Cuando abundan problemas cuya inmediatez y urgencia requieren operatividad en lugar de tentadoras abstracciones, podría creerse que estamos embarcándonos en la apología de lo utópico. Si así fuera, dicha intención, ajena a nuestros propósitos, se sumaría a otra ficción ideal. Entendemos, no obstante, que una buena porción de metas consideradas inalcanzables para la especie humana, fueron sin embargo realizadas, y que a menudo se necesitaron siglos (cuando no ríos de sangre) para destronar una creencia arraigada en el reino del Error. Para la ciencia es sencillo: con el tiempo se impone la demostración. Pero la palabra encaminada a exaltar ciertos criterios beneficiosos en relación a la real calidad de vida (algo ajeno al mito de los productos de consumo) de los seres que habitamos el planeta, carece de una metodología aplicable, razón por la cual parece ocupar el primer lugar en materia de utopía. Encadenado, resignado, acostumbrado a lo peor, el ser humano dice vivir en crisis, palabrita tan gastada que ha perdido su connotación. Krísis proviene del griego, que significa decisión; deriva a su vez de krino: yo decido, separo, juzgo.

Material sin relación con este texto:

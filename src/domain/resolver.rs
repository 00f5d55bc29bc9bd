//! Reconstructs the CA forest from flat records.
//!
//! Every record is classified by the first matching rule:
//! 1. explicit `parentId` found in the index and not closing a cycle: child of that parent
//! 2. explicit `parentId` unknown or closing a cycle: orphan
//! 3. self-signed (subject == issuer, both non-empty): root
//! 4. issuer matches another record's subject: inferred child of that record
//! 5. anything else: orphan
//!
//! A node only ends up in the forest if its ancestor chain ends at a root.
//! Nodes hanging below an orphan are orphans too, so every accepted record
//! lands in exactly one of forest or orphan list.

use std::collections::{BTreeMap, HashMap, HashSet};

use generational_arena::Index;
use serde::Serialize;
use tracing::{debug, instrument, trace};

use crate::domain::entities::{CaRecord, RawCaRecord};
use crate::domain::index::{RecordIndex, SkippedRecord};
use crate::domain::tree::{serialize_forest, Forest, LinkKind};

/// Why a record could not be placed in the forest.
#[derive(Debug, Clone, Copy, PartialEq, Eq, Hash, Serialize)]
#[serde(rename_all = "camelCase")]
pub enum OrphanReason {
    /// `parentId` names a record that does not exist
    MissingParent,
    /// Attaching the record would close a parent cycle
    Cycle,
    /// No explicit parent, not self-signed, and no subject matches the issuer
    NoIssuerMatch,
    /// Attached, but its ancestor chain ends at an orphan
    UnplacedAncestor,
}

/// Output of hierarchy resolution.
#[derive(Debug, Clone, Default, PartialEq, Eq, Serialize)]
#[serde(rename_all = "camelCase")]
pub struct Resolution {
    #[serde(serialize_with = "serialize_forest")]
    pub forest: Forest,
    /// Unplaced records in input order
    pub orphans: Vec<CaRecord>,
    /// Keyed by record id, ordered for stable serialized output
    pub orphan_reasons: BTreeMap<String, OrphanReason>,
    /// Malformed input records that were left out
    pub skipped: Vec<SkippedRecord>,
}

impl Resolution {
    pub fn skipped_count(&self) -> usize {
        self.skipped.len()
    }

    pub fn orphan_reason(&self, id: &str) -> Option<OrphanReason> {
        self.orphan_reasons.get(id).copied()
    }

    /// Number of accepted records (forest nodes plus orphans).
    pub fn record_count(&self) -> usize {
        self.forest.iter().map(|n| n.size()).sum::<usize>() + self.orphans.len()
    }
}

#[derive(Debug, Clone, Copy, PartialEq, Eq)]
enum Placement {
    Root,
    Attach(Index, LinkKind),
    Orphan(OrphanReason),
}

/// Resolve raw records into a forest and an orphan list.
pub fn resolve(records: Vec<RawCaRecord>) -> Resolution {
    HierarchyResolver::new(RecordIndex::build(records)).resolve()
}

/// Resolve already validated records.
pub fn resolve_records(records: Vec<CaRecord>) -> Resolution {
    HierarchyResolver::new(RecordIndex::from_records(records)).resolve()
}

/// Applies the placement rules over a [`RecordIndex`].
pub struct HierarchyResolver {
    index: RecordIndex,
}

impl HierarchyResolver {
    pub fn new(index: RecordIndex) -> Self {
        Self { index }
    }

    #[instrument(level = "debug", skip_all)]
    pub fn resolve(mut self) -> Resolution {
        let order = self.index.arena().order().to_vec();
        let slot_of: HashMap<Index, usize> =
            order.iter().enumerate().map(|(slot, &idx)| (idx, slot)).collect();
        let mut roots = Vec::new();
        let mut reasons: HashMap<Index, OrphanReason> = HashMap::new();
        let mut candidates: Vec<Option<(usize, LinkKind)>> = vec![None; order.len()];

        for (slot, &idx) in order.iter().enumerate() {
            match self.classify(idx) {
                Placement::Root => roots.push(idx),
                Placement::Attach(parent, link) => {
                    candidates[slot] = slot_of.get(&parent).map(|&p| (p, link));
                }
                Placement::Orphan(reason) => {
                    reasons.insert(idx, reason);
                }
            }
        }

        for slot in closing_edges(&candidates) {
            trace!(slot, "attachment would close a cycle");
            candidates[slot] = None;
            reasons.insert(order[slot], OrphanReason::Cycle);
        }

        // Input order drives attachment, so children keep input order
        for (slot, candidate) in candidates.iter().enumerate() {
            if let Some((parent, link)) = *candidate {
                self.index.arena_mut().attach(order[slot], order[parent], link);
            }
        }

        let arena = self.index.arena();
        let placed: HashSet<Index> = arena.reachable_from(&roots).into_iter().collect();
        let forest: Forest = roots
            .iter()
            .filter_map(|&root| arena.build_subtree(root))
            .collect();

        let mut orphans = Vec::new();
        let mut orphan_reasons = BTreeMap::new();
        for idx in order.iter().filter(|idx| !placed.contains(idx)) {
            let Some(node) = arena.get_node(*idx) else {
                continue;
            };
            let reason = reasons
                .get(idx)
                .copied()
                .unwrap_or(OrphanReason::UnplacedAncestor);
            trace!(id = %node.record.id, ?reason, "orphan");
            orphan_reasons.insert(node.record.id.clone(), reason);
            orphans.push(node.record.clone());
        }

        debug!(
            roots = forest.len(),
            placed = placed.len(),
            orphans = orphans.len(),
            skipped = self.index.skipped().len(),
            "hierarchy resolved"
        );

        Resolution {
            forest,
            orphans,
            orphan_reasons,
            skipped: self.index.take_skipped(),
        }
    }

    fn classify(&self, idx: Index) -> Placement {
        let Some(node) = self.index.arena().get_node(idx) else {
            return Placement::Orphan(OrphanReason::NoIssuerMatch);
        };
        let record = &node.record;

        if let Some(parent_id) = record.parent_id.as_deref() {
            return match self.index.by_id(parent_id) {
                Some(parent) => Placement::Attach(parent, LinkKind::Explicit),
                None => {
                    trace!(id = %record.id, parent_id, "explicit parent not found");
                    Placement::Orphan(OrphanReason::MissingParent)
                }
            };
        }

        if record.is_self_signed() {
            return Placement::Root;
        }

        match self.index.by_subject(&record.issuer_name) {
            Some(parent) => Placement::Attach(parent, LinkKind::Inferred),
            None => Placement::Orphan(OrphanReason::NoIssuerMatch),
        }
    }
}

#[derive(Debug, Clone, Copy, PartialEq, Eq)]
enum Mark {
    Unvisited,
    OnPath,
    Done,
}

/// Slots whose candidate edge would close a parent cycle when edges are
/// accepted in input order.
///
/// Each slot has at most one candidate parent, so cycles are disjoint and
/// each one is closed by its member that comes last in the input. A single
/// marking pass finds them all.
fn closing_edges(parents: &[Option<(usize, LinkKind)>]) -> Vec<usize> {
    let mut marks = vec![Mark::Unvisited; parents.len()];
    let mut closing = Vec::new();
    let mut path = Vec::new();

    for start in 0..parents.len() {
        path.clear();
        let mut current = Some(start);
        while let Some(slot) = current {
            match marks[slot] {
                Mark::Unvisited => {
                    marks[slot] = Mark::OnPath;
                    path.push(slot);
                    current = parents[slot].map(|(parent, _)| parent);
                }
                Mark::OnPath => {
                    let cycle_start = path.iter().position(|&s| s == slot).unwrap_or(0);
                    closing.extend(path[cycle_start..].iter().max().copied());
                    break;
                }
                Mark::Done => break,
            }
        }
        for &slot in &path {
            marks[slot] = Mark::Done;
        }
    }
    closing
}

Abundan en nuestro tiempo los inquisidores: retardan, matan, inventan pasatiempos mortales, fragantes gases venenosos; el idiotismo hermana curiosamente con el miedo; la opinión falaz con equívocos de mala fe. Tomás Abraham, en el prólogo a la Genealogía del racismo, de Michel Foucault, señala que (íaún hoy!) hay mentes singulares que perciben a la historia del pensamiento como un recorrido virósico; identifican a la historia de los discursos como una crónica de transmisiones bacilares. Por eso creen que el nazismo estaba contenido en Nietzsche, que Marx hizo posible a Stalin, o que la bomba atómica estaba en germen en las ideas de Einstein. Procedimientos inquisitoriales tan pueriles como peligrosos.

En el fondo, la repetición y el parloteo dan a luz este tipo de "utopías" al revés. Y si bien es cierto que en el caso de Heidegger y Pío XII existen probados documentos innombrables, existe una apreciable cantidad de "consensos históricos" traídos de los pelos, utilizados para "probar" lo improbable. De esto hablaremos en otra oportunidad.

La verdad es que las utopías netamente humanísticas, signadas a veces por aspiraciones morales, semejan una lejana luz parpadeante, inalcanzable; una suerte de estrella contra el telón de fondo fúnebre del planeta y su gente. Inasible, ¿para qué dirigir nuestros pasos hacia ella? Pregunta típica del pragmático, que escoge la oscuridad y el debate de sombras, con el objeto y esperanza de encender alguna chispa que lo acomode y le permita sacar partido de una ceguera tan particular.